# Sugino XD2/XD700 compact crank?



## akatsuki (Aug 12, 2005)

I am contemplating a switch from a pure Ultegra triple setup to a mixed setup with a compact double. Thinking SRAM Red shifters (getting rid of those damn flying cables) and a compact crank of some sort...

Anyone know anything about these Sugino XD2/XD700 cranks? The Sugino's I have for my fixie are well made and seem comparable to the DA/Ultegra cranks I have had in the past.


----------



## rcnute (Dec 21, 2004)

I think the all silver Sugino compact is the classiest. I put one on my Bridgestone XO-1.


----------



## akatsuki (Aug 12, 2005)

Haven't really decided on color. But definitely trying to decide whether anyone has anything bad to say about them. They seem well made and the weight seems to be just around Ultegra SL stuff.


----------



## rcnute (Dec 21, 2004)

I think what I like best about them is that they're simple. Ergo, less prone to problems. I've used Sugino cranks for the last couple years on a few bikes with no problems.


----------



## akatsuki (Aug 12, 2005)

@rcnute- How is stiffness on them? I may just wait for DA compact cranks to hit the market, but the Suginos are pretty cheap and seem to be very competitive, but nobody talks about them in a road bike context, I have only seen mentions of the triple in touring bikes.


----------



## LadyDog (Jan 22, 2004)

I have the Alpina model. Very nice crank and I notice no flex issues.

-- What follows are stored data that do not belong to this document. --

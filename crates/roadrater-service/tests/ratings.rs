//! Rating submission and listing integration tests.

mod common;

use axum::http::StatusCode;
use common::TestHarness;
use serde_json::json;

fn eight_segments() -> TestHarness {
    TestHarness::with_segments(&[
        "First Avenue",
        "Second Avenue",
        "Third Avenue",
        "Fourth Avenue",
        "Fifth Avenue",
        "Sixth Avenue",
        "Seventh Avenue",
        "Main St Segment",
    ])
}

// ============================================================================
// Submission
// ============================================================================

#[tokio::test]
async fn full_rating_scenario() {
    let harness = eight_segments();

    // Register → 201 with id and username.
    let register = harness
        .server
        .post("/auth/register")
        .json(&json!({ "username": "freshroadie1", "password": "Password123" }))
        .await;
    register.assert_status(StatusCode::CREATED);
    let registered: serde_json::Value = register.json();
    assert_eq!(registered["data"]["username"], "freshroadie1");

    let token = {
        let login = harness
            .server
            .post("/auth/login")
            .json(&json!({ "username": "freshroadie1", "password": "Password123" }))
            .await;
        login.assert_status_ok();
        let body: serde_json::Value = login.json();
        body["data"]["token"].as_str().unwrap().to_string()
    };

    // Rate segment 8 → 201 with the row echoed and the new average.
    let response = harness
        .server
        .post("/ratings")
        .add_header(axum::http::header::AUTHORIZATION, TestHarness::bearer(&token))
        .json(&json!({ "segmentId": 8, "rating": 5, "comment": "Smooth ride" }))
        .await;

    response.assert_status(StatusCode::CREATED);
    let body: serde_json::Value = response.json();
    assert_eq!(body["success"], true);
    assert_eq!(body["data"]["rating"]["segment_id"], 8);
    assert_eq!(body["data"]["rating"]["rating"], 5);
    assert_eq!(body["data"]["rating"]["comment"], "Smooth ride");
    assert_eq!(body["data"]["segment"]["id"], 8);
    assert_eq!(body["data"]["newAverage"], 5.0);
}

#[tokio::test]
async fn new_average_includes_the_submitted_row() {
    let harness = eight_segments();
    let token = harness
        .register_and_login("freshroadie1", "Password123")
        .await;

    for (score, expected_average) in [(4, 4.0), (5, 4.5), (4, 4.33)] {
        let response = harness
            .server
            .post("/ratings")
            .add_header(axum::http::header::AUTHORIZATION, TestHarness::bearer(&token))
            .json(&json!({ "segmentId": 1, "rating": score }))
            .await;

        response.assert_status(StatusCode::CREATED);
        let body: serde_json::Value = response.json();
        assert_eq!(body["data"]["newAverage"], expected_average);
    }
}

#[tokio::test]
async fn submission_without_a_token_is_unauthorized() {
    let harness = eight_segments();

    let response = harness
        .server
        .post("/ratings")
        .json(&json!({ "segmentId": 1, "rating": 5 }))
        .await;

    response.assert_status_unauthorized();
    assert_eq!(harness.store.rating_count(), 0);
}

#[tokio::test]
async fn invalid_payloads_fail_validation_and_write_nothing() {
    let harness = eight_segments();
    let token = harness
        .register_and_login("freshroadie1", "Password123")
        .await;

    let response = harness
        .server
        .post("/ratings")
        .add_header(axum::http::header::AUTHORIZATION, TestHarness::bearer(&token))
        .json(&json!({ "segmentId": 0, "rating": 10, "comment": "x".repeat(501) }))
        .await;

    response.assert_status_bad_request();
    let body: serde_json::Value = response.json();
    assert_eq!(body["success"], false);
    assert_eq!(body["error"], "Validation failed");
    let details = body["details"].as_array().expect("violation list");
    assert_eq!(
        *details,
        vec![
            serde_json::json!("segmentId must be a positive integer"),
            serde_json::json!("rating must be between 1 and 5"),
            serde_json::json!("comment must be less than 500 characters"),
        ]
    );
    assert_eq!(harness.store.rating_count(), 0);
}

#[tokio::test]
async fn wrong_typed_fields_get_the_enveloped_400() {
    let harness = eight_segments();
    let token = harness
        .register_and_login("freshroadie1", "Password123")
        .await;

    // A string segmentId fails deserialization, not validation; the
    // failure must still arrive in the envelope.
    let response = harness
        .server
        .post("/ratings")
        .add_header(axum::http::header::AUTHORIZATION, TestHarness::bearer(&token))
        .json(&json!({ "segmentId": "1", "rating": 5 }))
        .await;

    response.assert_status_bad_request();
    let body: serde_json::Value = response.json();
    assert_eq!(body["success"], false);
    assert!(body["error"].as_str().is_some_and(|e| !e.is_empty()));
    assert_eq!(harness.store.rating_count(), 0);
}

#[tokio::test]
async fn non_integer_ratings_fail_validation() {
    let harness = eight_segments();
    let token = harness
        .register_and_login("freshroadie1", "Password123")
        .await;

    let response = harness
        .server
        .post("/ratings")
        .add_header(axum::http::header::AUTHORIZATION, TestHarness::bearer(&token))
        .json(&json!({ "segmentId": 1, "rating": 4.5 }))
        .await;

    response.assert_status_bad_request();
    assert_eq!(harness.store.rating_count(), 0);
}

#[tokio::test]
async fn unknown_segment_is_not_found_and_writes_nothing() {
    let harness = eight_segments();
    let token = harness
        .register_and_login("freshroadie1", "Password123")
        .await;

    // Validation passes; the transactional existence check fails.
    let response = harness
        .server
        .post("/ratings")
        .add_header(axum::http::header::AUTHORIZATION, TestHarness::bearer(&token))
        .json(&json!({ "segmentId": 99, "rating": 5 }))
        .await;

    response.assert_status_not_found();
    let body: serde_json::Value = response.json();
    assert_eq!(body["error"], "Road segment not found");
    assert_eq!(harness.store.rating_count(), 0);
}

// ============================================================================
// Listing
// ============================================================================

#[tokio::test]
async fn ratings_feed_is_most_recent_first() {
    let harness = eight_segments();
    let token = harness
        .register_and_login("freshroadie1", "Password123")
        .await;

    for score in [1, 2, 3] {
        harness
            .server
            .post("/ratings")
            .add_header(axum::http::header::AUTHORIZATION, TestHarness::bearer(&token))
            .json(&json!({ "segmentId": 2, "rating": score }))
            .await
            .assert_status(StatusCode::CREATED);
    }

    let response = harness.server.get("/ratings/2").await;

    response.assert_status_ok();
    let body: serde_json::Value = response.json();
    let scores: Vec<i64> = body["data"]["ratings"]
        .as_array()
        .expect("ratings array")
        .iter()
        .map(|r| r["rating"].as_i64().unwrap())
        .collect();
    assert_eq!(scores, vec![3, 2, 1]);

    let statistics = &body["data"]["statistics"];
    assert_eq!(statistics["count"], 3);
    assert_eq!(statistics["average"], 2.0);
    assert_eq!(statistics["min"], 1);
    assert_eq!(statistics["max"], 3);
}

#[tokio::test]
async fn listing_personalizes_requested_by_when_authenticated() {
    let harness = eight_segments();
    let token = harness
        .register_and_login("freshroadie1", "Password123")
        .await;

    let anonymous = harness.server.get("/ratings/1").await;
    anonymous.assert_status_ok();
    let body: serde_json::Value = anonymous.json();
    assert!(body["data"]["requestedBy"].is_null());

    let authenticated = harness
        .server
        .get("/ratings/1")
        .add_header(axum::http::header::AUTHORIZATION, TestHarness::bearer(&token))
        .await;
    authenticated.assert_status_ok();
    let body: serde_json::Value = authenticated.json();
    assert_eq!(body["data"]["requestedBy"], 1);
}

#[tokio::test]
async fn listing_tolerates_an_invalid_token() {
    let harness = eight_segments();

    // Optional auth: a bad token degrades to anonymous, never a 401.
    let response = harness
        .server
        .get("/ratings/1")
        .add_header(
            axum::http::header::AUTHORIZATION,
            axum::http::HeaderValue::from_static("Bearer not-a-jwt"),
        )
        .await;

    response.assert_status_ok();
    let body: serde_json::Value = response.json();
    assert!(body["data"]["requestedBy"].is_null());
}

#[tokio::test]
async fn listing_rejects_non_numeric_segment_ids() {
    let harness = eight_segments();

    let response = harness.server.get("/ratings/abc").await;

    response.assert_status_bad_request();
    let body: serde_json::Value = response.json();
    assert_eq!(body["error"], "segmentId must be a positive integer");
}

#[tokio::test]
async fn listing_unknown_segment_is_not_found() {
    let harness = eight_segments();

    let response = harness.server.get("/ratings/99").await;

    response.assert_status_not_found();
}
//! Rating types and aggregate statistics.

use chrono::{DateTime, Utc};
use serde::{Deserialize, Serialize};
use std::ops::RangeInclusive;

/// Valid rating scores (inclusive).
pub const SCORE_RANGE: RangeInclusive<i32> = 1..=5;

/// Maximum comment length in characters.
pub const MAX_COMMENT_LENGTH: usize = 500;

/// A single user's score against a road segment.
///
/// Ratings are append-only: they are created by the submission endpoint
/// and never updated or deleted.
#[derive(Debug, Clone, Serialize, Deserialize, sqlx::FromRow)]
pub struct Rating {
    /// System-assigned identifier.
    pub id: i64,

    /// The rated road segment.
    pub segment_id: i64,

    /// The submitting user.
    pub user_id: i64,

    /// Integer score in [1, 5].
    pub rating: i32,

    /// Optional free-text comment (at most 500 characters).
    pub comment: Option<String>,

    /// Server-assigned creation timestamp.
    pub created_at: DateTime<Utc>,
}

/// Aggregate rating statistics for one segment.
///
/// All fields are zero when the segment has no ratings.
#[derive(Debug, Clone, Copy, Default, Serialize, Deserialize)]
pub struct RatingStats {
    /// Number of ratings.
    pub count: i64,

    /// Arithmetic mean of all scores, rounded to 2 decimals.
    pub average: f64,

    /// Lowest score.
    pub min: i32,

    /// Highest score.
    pub max: i32,
}

/// Round a value to 2-decimal precision.
///
/// Averages are reported at this precision everywhere in the API.
#[must_use]
pub fn round_to_two(value: f64) -> f64 {
    (value * 100.0).round() / 100.0
}
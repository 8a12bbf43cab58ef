//! Application state.

use std::sync::Arc;

use roadrater_store::Store;

use crate::config::ServiceConfig;

/// Application state shared across handlers.
///
/// The store is held as a trait object so tests can inject the
/// in-memory backend without any global state.
#[derive(Clone)]
pub struct AppState {
    /// The storage backend.
    pub store: Arc<dyn Store>,

    /// Service configuration.
    pub config: ServiceConfig,
}

impl AppState {
    /// Create a new application state.
    #[must_use]
    pub fn new(store: Arc<dyn Store>, config: ServiceConfig) -> Self {
        Self { store, config }
    }
}
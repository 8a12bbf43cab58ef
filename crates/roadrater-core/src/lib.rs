//! Core types and utilities for RoadRater.
//!
//! This crate provides the foundational types used throughout the RoadRater
//! backend:
//!
//! - **Users**: [`User`] (registration/login identities)
//! - **Roads**: [`RoadSegment`], [`RoadSummary`] (segments with aggregates)
//! - **Ratings**: [`Rating`], [`RatingStats`], [`SCORE_RANGE`]
//! - **Validation**: pure payload checks with no I/O
//! - **Paging**: [`PageParams`] with clamped page/limit handling
//!
//! Averages are arithmetic means of 1-5 integer scores, reported at
//! 2-decimal precision via [`round_to_two`].

#![forbid(unsafe_code)]
#![warn(missing_docs)]
#![warn(clippy::all)]
#![warn(clippy::pedantic)]

pub mod paging;
pub mod rating;
pub mod road;
pub mod user;
pub mod validation;

pub use paging::PageParams;
pub use rating::{round_to_two, Rating, RatingStats, MAX_COMMENT_LENGTH, SCORE_RANGE};
pub use road::{RoadSegment, RoadSummary};
pub use user::User;
pub use validation::{
    validate_password, validate_rating, validate_username, RatingCandidate, ValidRating,
};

Not much of a weight weenie myself, but my Alpina with a dura ace octalink bottom bracket weighs less than my dura ace 7800 crank and bottom bracket.


----------



## rcnute (Dec 21, 2004)

akatsuki said:


> @rcnute- How is stiffness on them? I may just wait for DA compact cranks to hit the market, but the Suginos are pretty cheap and seem to be very competitive, but nobody talks about them in a road bike context, I have only seen mentions of the triple in touring bikes.


Hmm, not sure. They seem plenty stiff.


----------



## ispoke (Feb 28, 2005)

I just got one of these cranks for my next bike project. It is drop dead gorgeous. The machining on the rings is fine, and the geometric cutouts striking. I remember looking at weights last year and concluding that in round numbers a Sugino forged double crank was about the same weight as Ultegra (before they switched to outboard bearings).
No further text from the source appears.